- _Try it_: State the number of lines in the records underneath where the word "push" turns up, and say nothing else.

[Saved entries]
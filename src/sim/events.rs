//! Signals from the simulation to its collaborators
//!
//! Audio and the texture cache live outside the core. The simulation only
//! queues fire-and-forget events and visual bindings; the frame loop drains
//! them after every tick.

use serde::{Deserialize, Serialize};

use super::body::{BodyId, PlatformKind};

/// Gameplay events (the collaborator decides whether to play a sound)
#[derive(Debug, Clone, Copy, PartialEq, Eq, Serialize, Deserialize)]
pub enum GameEvent {
    /// Player bounced off a steady or moving platform
    Landed,
    /// A breaking platform gave way
    PlatformBroke,
    VillainSpawned,
    BulletFired,
    /// A bullet hit the player
    PlayerDied,
    /// Run ended
    GameOver,
}

impl GameEvent {
    /// Sound asset conventionally tied to this event
    pub fn sound_path(&self) -> &'static str {
        match self {
            GameEvent::Landed => "assets/platform_bounce.wav",
            GameEvent::PlatformBroke => "assets/breaking_platform.wav",
            GameEvent::VillainSpawned => "assets/villain_spawn.wav",
            GameEvent::BulletFired => "assets/bullet.wav",
            GameEvent::PlayerDied => "assets/user_death.wav",
            GameEvent::GameOver => "assets/game_over.wav",
        }
    }
}

/// Images a body can be drawn with
#[derive(Debug, Clone, Copy, PartialEq, Eq, Serialize, Deserialize)]
pub enum Asset {
    Player,
    SteadyPlatform,
    MovingPlatform,
    BreakingPlatform,
    BrokenPlatform,
    Villain,
    Bullet,
}

impl Asset {
    pub fn for_platform(kind: PlatformKind) -> Self {
        match kind {
            PlatformKind::Steady => Asset::SteadyPlatform,
            PlatformKind::Moving => Asset::MovingPlatform,
            PlatformKind::Breaking => Asset::BreakingPlatform,
            PlatformKind::Broken => Asset::BrokenPlatform,
        }
    }

    pub fn path(&self) -> &'static str {
        match self {
            Asset::Player => "assets/doodle.png",
            Asset::SteadyPlatform => "assets/steady_platform.png",
            Asset::MovingPlatform => "assets/moving_platform.png",
            Asset::BreakingPlatform => "assets/breaking_platform.png",
            Asset::BrokenPlatform => "assets/plateform-broke.png",
            Asset::Villain => "assets/villain.png",
            Asset::Bullet => "assets/bullet.png",
        }
    }
}

/// Instructions for the texture cache
#[derive(Debug, Clone, Copy, PartialEq, Eq, Serialize, Deserialize)]
pub enum VisualCommand {
    Bind { body: BodyId, asset: Asset },
    Unbind { body: BodyId },
}

/// Queued signals for the current frame
#[derive(Debug, Clone, Default, Serialize, Deserialize)]
pub struct Outbox {
    pub events: Vec<GameEvent>,
    pub visuals: Vec<VisualCommand>,
}

impl Outbox {
    #[inline]
    pub fn emit(&mut self, event: GameEvent) {
        self.events.push(event);
    }

    #[inline]
    pub fn bind_visual(&mut self, body: BodyId, asset: Asset) {
        self.visuals.push(VisualCommand::Bind { body, asset });
    }

    #[inline]
    pub fn unbind_visual(&mut self, body: BodyId) {
        self.visuals.push(VisualCommand::Unbind { body });
    }

    /// Hand everything queued so far to the caller
    pub fn drain(&mut self) -> (Vec<GameEvent>, Vec<VisualCommand>) {
        (
            std::mem::take(&mut self.events),
            std::mem::take(&mut self.visuals),
        )
    }

    pub fn has_event(&self, event: GameEvent) -> bool {
        self.events.contains(&event)
    }
}
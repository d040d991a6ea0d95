//! Per-frame simulation step
//!
//! Core game loop that advances simulation deterministically. The order of
//! the steps inside `tick` is fixed: gravity, integration, villain, landing,
//! platforms, scroll, wrap, game over, score.

use super::body::{Body, BodyId, BodyKind};
use super::collision::{check_villain_bullet_collision, find_collision_with_user_bottom, user_bounce};
use super::events::GameEvent;
use super::geometry::Vector2;
use super::platforms::bounce_off_walls;
use super::scene::Scene;
use super::state::{GamePhase, GameState};
use super::villain::{despawn, update_villain};
use crate::tuning::Tuning;

/// Horizontal steering requested by input handling
#[derive(Debug, Clone, Copy, PartialEq)]
pub enum Steer {
    /// Left key held for `held` seconds
    Left { held: f64 },
    /// Right key held for `held` seconds
    Right { held: f64 },
    /// Direction key released
    Release,
}

/// Input commands for a single tick
#[derive(Debug, Clone, Default)]
pub struct TickInput {
    /// `None` leaves the player's horizontal velocity alone
    pub steer: Option<Steer>,
}

/// Translate a steering command into horizontal velocity
pub fn apply_steer(player: &mut Body, steer: Steer, tuning: &Tuning) {
    let vx = match steer {
        Steer::Left { held } => -(tuning.steer_base + tuning.steer_rate * held),
        Steer::Right { held } => tuning.steer_base + tuning.steer_rate * held,
        Steer::Release => 0.0,
    };
    player.set_horizontal_velocity(vx);
}

#[inline]
pub fn apply_gravity(player: &mut Body, gravity: f64, dt: f64) {
    player.velocity.y -= gravity * dt;
}

/// Keep the player at the scroll line by moving the world down instead
///
/// Every body except the villain shifts by the player's overshoot. Returns
/// the distance scrolled.
pub fn screen_move(scene: &mut Scene, player: BodyId, tuning: &Tuning) -> f64 {
    let Some(y) = scene.get(player).map(|p| p.centroid().y) else {
        return 0.0;
    };
    let threshold = tuning.scroll_threshold();
    if y <= threshold {
        return 0.0;
    }

    let shift = Vector2::new(0.0, -(y - threshold));
    for body in scene.bodies_mut() {
        if body.kind != BodyKind::Villain {
            body.translate(shift);
        }
    }
    y - threshold
}

/// Leaving one side of the screen re-enters from the other
pub fn wrap_edges(body: &mut Body, tuning: &Tuning) {
    let c = body.centroid();
    if c.x > tuning.screen_max.x {
        body.set_centroid(Vector2::new(tuning.screen_min.x, c.y));
    } else if c.x < tuning.screen_min.x {
        body.set_centroid(Vector2::new(tuning.screen_max.x, c.y));
    }
}

/// Score is how far the marker has been scrolled down
pub fn calculate_score(scene: &Scene, marker: BodyId) -> i64 {
    scene
        .get(marker)
        .map(|m| (-m.centroid().y) as i64)
        .unwrap_or(0)
}

/// Fell off the bottom or got shot
pub fn check_game_over(state: &mut GameState) -> bool {
    let Some(player) = state.scene.get(state.player) else {
        return true;
    };
    if player.centroid().y < state.tuning.screen_min.y {
        return true;
    }
    check_villain_bullet_collision(&state.scene, state.player, &mut state.outbox)
}

/// Start the run over with the same tuning, continuing the RNG stream
pub fn reset_game(state: &mut GameState) {
    if let Some(marker) = state.scene.get_mut(state.marker) {
        marker.set_centroid(Vector2::ZERO);
    }
    state.score = 0;

    let start = state.tuning.player_start;
    if let Some(player) = state.scene.get_mut(state.player) {
        player.set_centroid(start);
        player.velocity = Vector2::ZERO;
    }

    state.villain = despawn(state.villain, &mut state.scene, &mut state.outbox);
    state
        .platforms
        .clear(&mut state.scene, &mut state.outbox);
    state.platforms.init(
        &mut state.scene,
        &mut state.rng,
        &state.tuning,
        &mut state.outbox,
    );

    state.phase = GamePhase::Playing;
    log::info!("Game reset after {} ticks", state.time_ticks);
}

/// Advance the game state by one frame
pub fn tick(state: &mut GameState, input: &TickInput, dt: f64) {
    if let GamePhase::GameOver { timer } = state.phase {
        let timer = timer + dt;
        if timer > state.tuning.game_over_delay {
            reset_game(state);
        } else {
            state.phase = GamePhase::GameOver { timer };
        }
        return;
    }

    state.time_ticks += 1;
    let tuning = &state.tuning;

    if let Some(player) = state.scene.get_mut(state.player) {
        if let Some(steer) = input.steer {
            apply_steer(player, steer, tuning);
        }
        apply_gravity(player, tuning.gravity, dt);
    }

    state.scene.advance(dt);

    state.villain = update_villain(
        state.villain,
        state.score,
        &mut state.scene,
        tuning,
        dt,
        &mut state.outbox,
    );

    if find_collision_with_user_bottom(&mut state.scene, state.player, tuning, &mut state.outbox) {
        if let Some(player) = state.scene.get_mut(state.player) {
            user_bounce(player, tuning.bounce_velocity);
        }
    }

    state
        .platforms
        .recycle(&mut state.scene, tuning, &mut state.outbox);
    state.platforms.top_up(
        &mut state.scene,
        &mut state.rng,
        tuning,
        state.score,
        &mut state.outbox,
    );
    bounce_off_walls(&mut state.scene, tuning);

    screen_move(&mut state.scene, state.player, tuning);

    if let Some(player) = state.scene.get_mut(state.player) {
        wrap_edges(player, tuning);
    }

    if check_game_over(state) {
        state.phase = GamePhase::GameOver { timer: 0.0 };
        state.outbox.emit(GameEvent::GameOver);
        log::info!("Game over at score {}", state.score);
        return;
    }

    state.score = calculate_score(&state.scene, state.marker);
    log::trace!("Tick {}: score {}", state.time_ticks, state.score);
}
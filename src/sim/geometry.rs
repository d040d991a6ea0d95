//! Polygon geometry primitives
//!
//! Shapes are stored directly in world space; moving a body translates
//! its vertices in lockstep with its centroid.

use glam::DVec2;
use serde::{Deserialize, Serialize};

use crate::error::{Result, SimError};

/// 2D vector used throughout the simulation
pub type Vector2 = DVec2;

/// Areas below this are treated as collapsed shapes
const MIN_POLYGON_AREA: f64 = 1e-12;

/// Extent of a polygon along an axis
#[derive(Debug, Clone, Copy, PartialEq)]
pub struct Projection {
    pub max: f64,
    pub min: f64,
}

impl Projection {
    /// Length of the shared interval (zero or negative when disjoint)
    #[inline]
    pub fn overlap(&self, other: &Projection) -> f64 {
        self.max.min(other.max) - self.min.max(other.min)
    }
}

/// A convex polygon with counter-clockwise winding
///
/// Serialized as its vertex list; deserializing runs the `try_new` checks.
#[derive(Debug, Clone, PartialEq, Serialize, Deserialize)]
#[serde(try_from = "Vec<Vector2>", into = "Vec<Vector2>")]
pub struct Polygon {
    vertices: Vec<Vector2>,
}

impl TryFrom<Vec<Vector2>> for Polygon {
    type Error = SimError;

    fn try_from(vertices: Vec<Vector2>) -> Result<Self> {
        Self::try_new(vertices)
    }
}

impl From<Polygon> for Vec<Vector2> {
    fn from(polygon: Polygon) -> Self {
        polygon.vertices
    }
}

impl Polygon {
    /// Build a polygon, rejecting shapes with fewer than three vertices,
    /// non-finite coordinates or no area
    pub fn try_new(vertices: Vec<Vector2>) -> Result<Self> {
        if vertices.len() < 3 {
            return Err(SimError::DegeneratePolygon(format!(
                "need at least 3 vertices, got {}",
                vertices.len()
            )));
        }
        if vertices.iter().any(|v| !v.is_finite()) {
            return Err(SimError::DegeneratePolygon("non-finite vertex".into()));
        }
        let polygon = Self { vertices };
        if polygon.signed_area().abs() < MIN_POLYGON_AREA {
            return Err(SimError::DegeneratePolygon("zero area".into()));
        }
        Ok(polygon)
    }

    /// Build a polygon from vertices known to be valid
    ///
    /// # Panics
    /// If the vertices form a degenerate polygon.
    pub fn new(vertices: Vec<Vector2>) -> Self {
        match Self::try_new(vertices) {
            Ok(polygon) => polygon,
            Err(err) => panic!("{err}"),
        }
    }

    /// Regular sampling of an ellipse, starting at angle 0
    pub fn ellipse(center: Vector2, radius_x: f64, radius_y: f64, num_points: usize) -> Self {
        let vertices = (0..num_points)
            .map(|i| {
                let angle = std::f64::consts::TAU * i as f64 / num_points as f64;
                Vector2::new(
                    center.x + radius_x * angle.cos(),
                    center.y + radius_y * angle.sin(),
                )
            })
            .collect();
        Self::new(vertices)
    }

    pub fn circle(center: Vector2, radius: f64, num_points: usize) -> Self {
        Self::ellipse(center, radius, radius, num_points)
    }

    /// Axis-aligned rectangle with its bottom-left corner at the origin
    pub fn rectangle(width: f64, height: f64) -> Self {
        Self::new(vec![
            Vector2::new(0.0, 0.0),
            Vector2::new(width, 0.0),
            Vector2::new(width, height),
            Vector2::new(0.0, height),
        ])
    }

    #[inline]
    pub fn vertices(&self) -> &[Vector2] {
        &self.vertices
    }

    #[inline]
    pub fn len(&self) -> usize {
        self.vertices.len()
    }

    #[inline]
    pub fn is_empty(&self) -> bool {
        self.vertices.is_empty()
    }

    /// Edge vectors `v[i] - v[i + 1]`, wrapping from the last vertex to the first
    ///
    /// For a counter-clockwise polygon the perpendicular `(-e.y, e.x)` of
    /// each edge is its outward normal.
    pub fn edges(&self) -> impl Iterator<Item = Vector2> + '_ {
        let n = self.vertices.len();
        (0..n).map(move |i| self.vertices[i] - self.vertices[(i + 1) % n])
    }

    /// Max and min dot product of every vertex against `unit_axis`
    pub fn project(&self, unit_axis: Vector2) -> Projection {
        let mut projection = Projection {
            max: f64::MIN,
            min: f64::MAX,
        };
        for v in &self.vertices {
            let p = v.dot(unit_axis);
            if p < projection.min {
                projection.min = p;
            }
            if p > projection.max {
                projection.max = p;
            }
        }
        projection
    }

    /// Shoelace area, positive for counter-clockwise winding
    pub fn signed_area(&self) -> f64 {
        let n = self.vertices.len();
        let twice: f64 = (0..n)
            .map(|i| {
                let a = self.vertices[i];
                let b = self.vertices[(i + 1) % n];
                a.x * b.y - b.x * a.y
            })
            .sum();
        twice / 2.0
    }

    /// Area-weighted centroid
    pub fn centroid(&self) -> Vector2 {
        let n = self.vertices.len();
        let mut sum = Vector2::ZERO;
        for i in 0..n {
            let a = self.vertices[i];
            let b = self.vertices[(i + 1) % n];
            let cross = a.x * b.y - b.x * a.y;
            sum += (a + b) * cross;
        }
        sum / (6.0 * self.signed_area())
    }

    pub fn translate(&mut self, delta: Vector2) {
        for v in &mut self.vertices {
            *v += delta;
        }
    }

    /// Axis-aligned bounding box as (min corner, max corner)
    pub fn bounds(&self) -> (Vector2, Vector2) {
        self.vertices.iter().fold(
            (Vector2::splat(f64::MAX), Vector2::splat(f64::MIN)),
            |(lo, hi), v| (lo.min(*v), hi.max(*v)),
        )
    }
}
//! Procedural platform spawning and recycling
//!
//! The pool is an index over the platform bodies of the scene. It never
//! owns bodies; every spawn and removal goes through both in one step so
//! the two stay in sync.

use rand::Rng;
use serde::{Deserialize, Serialize};

use super::body::{Body, BodyId, BodyKind, PlatformKind};
use super::events::{Asset, Outbox};
use super::geometry::{Polygon, Vector2};
use super::scene::Scene;
use crate::consts::BODY_MASS;
use crate::tuning::Tuning;

/// Map a uniform draw in [0, 1) to a platform type
///
/// Comparison order matters: breaking takes whatever is left above
/// `p_moving + p_steady`.
pub fn select_type_from(r: f64, tuning: &Tuning) -> PlatformKind {
    if r < tuning.p_moving {
        PlatformKind::Moving
    } else if r < tuning.p_moving + tuning.p_steady {
        PlatformKind::Steady
    } else {
        PlatformKind::Breaking
    }
}

pub fn select_type<R: Rng>(rng: &mut R, tuning: &Tuning) -> PlatformKind {
    select_type_from(rng.random::<f64>(), tuning)
}

/// Rectangle platform body centred on `center`
pub fn make_platform(tuning: &Tuning, center: Vector2, kind: PlatformKind) -> Body {
    Body::new(
        Polygon::rectangle(tuning.platform_width, tuning.platform_height),
        BODY_MASS,
        BodyKind::Platform(kind),
    )
    .at(center)
}

/// Random x keeping the whole platform on screen, truncated to whole units
fn random_x<R: Rng>(rng: &mut R, tuning: &Tuning) -> f64 {
    let span = tuning.screen_width() - tuning.platform_width;
    (tuning.screen_min.x + rng.random::<f64>() * span + 0.5 * tuning.platform_width).trunc()
}

fn random_y<R: Rng>(rng: &mut R, lo: f64, hi: f64) -> f64 {
    (lo + rng.random::<f64>() * (hi - lo)).trunc()
}

/// Live platform handles
#[derive(Debug, Clone, Default, PartialEq, Eq, Serialize, Deserialize)]
pub struct PlatformPool {
    ids: Vec<BodyId>,
}

impl PlatformPool {
    pub fn new() -> Self {
        Self::default()
    }

    #[inline]
    pub fn len(&self) -> usize {
        self.ids.len()
    }

    #[inline]
    pub fn is_empty(&self) -> bool {
        self.ids.is_empty()
    }

    #[inline]
    pub fn ids(&self) -> &[BodyId] {
        &self.ids
    }

    pub fn contains(&self, id: BodyId) -> bool {
        self.ids.contains(&id)
    }

    /// Add a platform to scene and pool, bind its image
    fn spawn(
        &mut self,
        scene: &mut Scene,
        tuning: &Tuning,
        kind: PlatformKind,
        center: Vector2,
        velocity: Vector2,
        out: &mut Outbox,
    ) -> BodyId {
        let body = make_platform(tuning, center, kind).with_velocity(velocity);
        let id = scene.add(body);
        out.bind_visual(id, Asset::for_platform(kind));
        self.ids.push(id);
        id
    }

    /// Lay out the platforms of a fresh run
    ///
    /// One steady platform sits right above the player start; the rest are
    /// spread evenly over the channels with random type and position.
    pub fn init<R: Rng>(
        &mut self,
        scene: &mut Scene,
        rng: &mut R,
        tuning: &Tuning,
        out: &mut Outbox,
    ) {
        self.spawn(
            scene,
            tuning,
            PlatformKind::Steady,
            tuning.first_platform,
            Vector2::ZERO,
            out,
        );

        let channel_height = tuning.channel_height();
        for channel in 0..tuning.platform_channels {
            let y_min = tuning.screen_min.y + channel_height * channel as f64;
            let y_max = y_min + channel_height;
            for _ in 0..tuning.platforms_per_channel() {
                let x = random_x(rng, tuning);
                let y = random_y(rng, y_min, y_max);
                let kind = select_type(rng, tuning);
                let velocity = match kind {
                    PlatformKind::Moving => tuning.moving_base_velocity,
                    _ => Vector2::ZERO,
                };
                self.spawn(scene, tuning, kind, Vector2::new(x, y), velocity, out);
            }
        }

        log::debug!("Initial layout: {} platforms", self.ids.len());
        debug_assert!(self.is_synced(scene));
    }

    /// Spawn platforms above the highest live one until the target count is met
    ///
    /// Moving platforms get faster in steps of `moving_speed_score_step`.
    /// Returns how many were spawned.
    pub fn top_up<R: Rng>(
        &mut self,
        scene: &mut Scene,
        rng: &mut R,
        tuning: &Tuning,
        score: i64,
        out: &mut Outbox,
    ) -> usize {
        if self.ids.len() >= tuning.total_platforms {
            return 0;
        }

        let max_y = self
            .ids
            .iter()
            .filter_map(|id| scene.get(*id))
            .map(|b| b.centroid().y)
            .fold(tuning.screen_min.y, f64::max);

        let speed_step = (score.max(0) / tuning.moving_speed_score_step) as f64;
        let missing = tuning.total_platforms - self.ids.len();
        for _ in 0..missing {
            let kind = select_type(rng, tuning);
            let x = random_x(rng, tuning);
            let y = random_y(rng, max_y, tuning.screen_max.y);
            let velocity = match kind {
                PlatformKind::Moving => tuning.moving_base_velocity * speed_step,
                _ => Vector2::ZERO,
            };
            self.spawn(scene, tuning, kind, Vector2::new(x, y), velocity, out);
        }

        log::debug!("Spawned {} platforms above y={:.1}", missing, max_y);
        debug_assert!(self.is_synced(scene));
        missing
    }

    /// Remove every platform whose centre has reached the bottom of the screen
    ///
    /// Returns how many were removed.
    pub fn recycle(&mut self, scene: &mut Scene, tuning: &Tuning, out: &mut Outbox) -> usize {
        let floor = tuning.screen_min.y;
        let ids = &self.ids;
        let removed = scene.remove_where(|b| ids.contains(&b.id) && b.centroid().y <= floor);
        if removed.is_empty() {
            return 0;
        }

        self.ids.retain(|id| !removed.iter().any(|b| b.id == *id));
        for body in &removed {
            out.unbind_visual(body.id);
        }

        log::debug!("Recycled {} platforms", removed.len());
        debug_assert!(self.is_synced(scene));
        removed.len()
    }

    /// Remove every platform (game reset)
    pub fn clear(&mut self, scene: &mut Scene, out: &mut Outbox) {
        for id in self.ids.drain(..) {
            if scene.remove(id).is_some() {
                out.unbind_visual(id);
            }
        }
    }

    /// Every pooled id is in the scene once, and every platform in the scene is pooled
    pub fn is_synced(&self, scene: &Scene) -> bool {
        let pooled_present = self
            .ids
            .iter()
            .all(|id| scene.bodies().iter().filter(|b| b.id == *id).count() == 1);
        let platforms: Vec<_> = scene
            .bodies()
            .iter()
            .filter(|b| b.kind.is_platform())
            .map(|b| b.id)
            .collect();
        pooled_present
            && platforms.len() == self.ids.len()
            && platforms.iter().all(|id| self.ids.contains(id))
    }
}

/// Reflect moving platforms that reach either side of the screen
pub fn bounce_off_walls(scene: &mut Scene, tuning: &Tuning) {
    let half_width = tuning.platform_width / 2.0;
    for body in scene.bodies_mut() {
        if body.kind != BodyKind::Platform(PlatformKind::Moving) {
            continue;
        }
        let x = body.centroid().x;
        if x + half_width >= tuning.screen_max.x || x - half_width <= tuning.screen_min.x {
            body.velocity.x = -body.velocity.x;
        }
    }
}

- _Solution below_: 4